--- SOURCE DATA ---

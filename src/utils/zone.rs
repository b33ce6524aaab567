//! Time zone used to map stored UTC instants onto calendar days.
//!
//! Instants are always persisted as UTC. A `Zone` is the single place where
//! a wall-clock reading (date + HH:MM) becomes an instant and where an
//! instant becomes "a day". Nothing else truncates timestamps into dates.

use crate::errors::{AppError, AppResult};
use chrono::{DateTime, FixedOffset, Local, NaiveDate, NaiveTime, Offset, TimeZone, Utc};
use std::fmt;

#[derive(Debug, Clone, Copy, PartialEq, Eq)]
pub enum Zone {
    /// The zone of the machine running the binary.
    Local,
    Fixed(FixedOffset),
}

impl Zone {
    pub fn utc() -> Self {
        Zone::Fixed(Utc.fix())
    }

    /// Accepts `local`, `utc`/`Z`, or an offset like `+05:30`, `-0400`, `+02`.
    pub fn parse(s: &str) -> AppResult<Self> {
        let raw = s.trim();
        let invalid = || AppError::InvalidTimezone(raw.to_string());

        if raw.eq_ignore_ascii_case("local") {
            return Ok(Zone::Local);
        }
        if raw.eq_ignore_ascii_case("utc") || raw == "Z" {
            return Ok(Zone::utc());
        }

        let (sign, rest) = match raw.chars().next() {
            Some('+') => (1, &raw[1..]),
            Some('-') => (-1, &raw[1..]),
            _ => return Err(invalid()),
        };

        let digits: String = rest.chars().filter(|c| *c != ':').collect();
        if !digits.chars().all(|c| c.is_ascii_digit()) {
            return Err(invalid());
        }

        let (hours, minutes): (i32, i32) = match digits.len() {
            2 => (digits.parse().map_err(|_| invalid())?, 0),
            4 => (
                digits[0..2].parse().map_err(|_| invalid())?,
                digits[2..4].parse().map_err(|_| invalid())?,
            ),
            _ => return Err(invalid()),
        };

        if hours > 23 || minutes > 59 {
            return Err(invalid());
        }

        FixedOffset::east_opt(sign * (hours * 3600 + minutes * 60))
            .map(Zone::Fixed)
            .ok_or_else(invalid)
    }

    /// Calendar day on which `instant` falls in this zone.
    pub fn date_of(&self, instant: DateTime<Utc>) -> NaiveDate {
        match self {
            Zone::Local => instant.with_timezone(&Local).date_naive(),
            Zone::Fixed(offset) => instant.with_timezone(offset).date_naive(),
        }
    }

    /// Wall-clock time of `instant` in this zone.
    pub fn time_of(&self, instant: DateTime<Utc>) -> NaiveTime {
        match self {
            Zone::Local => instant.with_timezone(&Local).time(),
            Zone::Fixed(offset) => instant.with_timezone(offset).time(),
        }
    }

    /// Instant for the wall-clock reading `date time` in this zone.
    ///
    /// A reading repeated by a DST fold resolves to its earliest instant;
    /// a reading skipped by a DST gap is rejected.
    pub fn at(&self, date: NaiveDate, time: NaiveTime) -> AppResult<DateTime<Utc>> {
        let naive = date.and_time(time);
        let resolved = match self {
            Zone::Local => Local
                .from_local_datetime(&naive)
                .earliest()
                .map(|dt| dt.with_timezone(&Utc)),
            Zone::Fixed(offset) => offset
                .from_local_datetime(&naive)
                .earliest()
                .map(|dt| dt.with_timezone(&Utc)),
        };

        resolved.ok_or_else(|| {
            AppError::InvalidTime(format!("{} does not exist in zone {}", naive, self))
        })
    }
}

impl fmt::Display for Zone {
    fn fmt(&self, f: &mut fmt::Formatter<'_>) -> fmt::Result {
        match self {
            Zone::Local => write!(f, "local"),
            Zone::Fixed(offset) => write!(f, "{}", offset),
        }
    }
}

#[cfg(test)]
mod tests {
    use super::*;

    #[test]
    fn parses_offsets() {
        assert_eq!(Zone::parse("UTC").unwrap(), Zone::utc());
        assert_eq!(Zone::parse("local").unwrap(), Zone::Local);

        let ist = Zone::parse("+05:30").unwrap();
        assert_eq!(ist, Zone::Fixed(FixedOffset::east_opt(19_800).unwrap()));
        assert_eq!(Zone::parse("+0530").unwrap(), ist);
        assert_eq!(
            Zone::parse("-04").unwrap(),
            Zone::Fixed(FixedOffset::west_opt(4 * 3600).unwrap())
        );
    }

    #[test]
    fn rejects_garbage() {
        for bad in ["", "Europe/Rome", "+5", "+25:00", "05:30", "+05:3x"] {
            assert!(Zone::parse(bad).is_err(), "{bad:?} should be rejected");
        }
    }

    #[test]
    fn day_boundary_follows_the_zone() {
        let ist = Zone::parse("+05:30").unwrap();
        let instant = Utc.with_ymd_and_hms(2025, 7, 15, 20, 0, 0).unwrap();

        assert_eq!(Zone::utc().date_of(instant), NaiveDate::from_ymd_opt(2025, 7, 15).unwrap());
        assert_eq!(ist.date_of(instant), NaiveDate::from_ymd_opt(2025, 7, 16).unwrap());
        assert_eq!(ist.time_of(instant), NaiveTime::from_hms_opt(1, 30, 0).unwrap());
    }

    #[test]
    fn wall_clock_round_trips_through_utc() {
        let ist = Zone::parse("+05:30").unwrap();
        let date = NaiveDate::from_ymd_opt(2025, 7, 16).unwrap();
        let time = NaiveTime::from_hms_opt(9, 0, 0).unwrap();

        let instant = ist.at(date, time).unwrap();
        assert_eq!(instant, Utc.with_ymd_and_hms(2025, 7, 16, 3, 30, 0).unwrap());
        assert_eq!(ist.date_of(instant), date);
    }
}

---
--- SOURCE DATA ---

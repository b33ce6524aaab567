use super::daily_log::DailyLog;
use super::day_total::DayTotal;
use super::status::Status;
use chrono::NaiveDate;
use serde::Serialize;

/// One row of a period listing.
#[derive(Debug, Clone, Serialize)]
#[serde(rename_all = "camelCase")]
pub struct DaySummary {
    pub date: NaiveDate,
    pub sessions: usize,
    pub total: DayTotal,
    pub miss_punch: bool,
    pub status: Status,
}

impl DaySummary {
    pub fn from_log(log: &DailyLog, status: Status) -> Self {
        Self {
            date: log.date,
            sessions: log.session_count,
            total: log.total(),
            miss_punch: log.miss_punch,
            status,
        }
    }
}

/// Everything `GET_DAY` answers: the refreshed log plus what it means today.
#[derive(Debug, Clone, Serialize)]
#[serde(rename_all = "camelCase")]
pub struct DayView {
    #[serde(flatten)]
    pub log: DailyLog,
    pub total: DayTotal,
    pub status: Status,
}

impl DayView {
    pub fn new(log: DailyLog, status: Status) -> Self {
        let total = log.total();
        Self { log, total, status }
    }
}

---

WHAT YOU WILL DO. Search the data for the string "sign". List each line that has it.

SOLUTION TO THIS EXERCISE.
        let (sign, rest) = match raw.chars().next() {
        FixedOffset::east_opt(sign * (hours * 3600 + minutes * 60))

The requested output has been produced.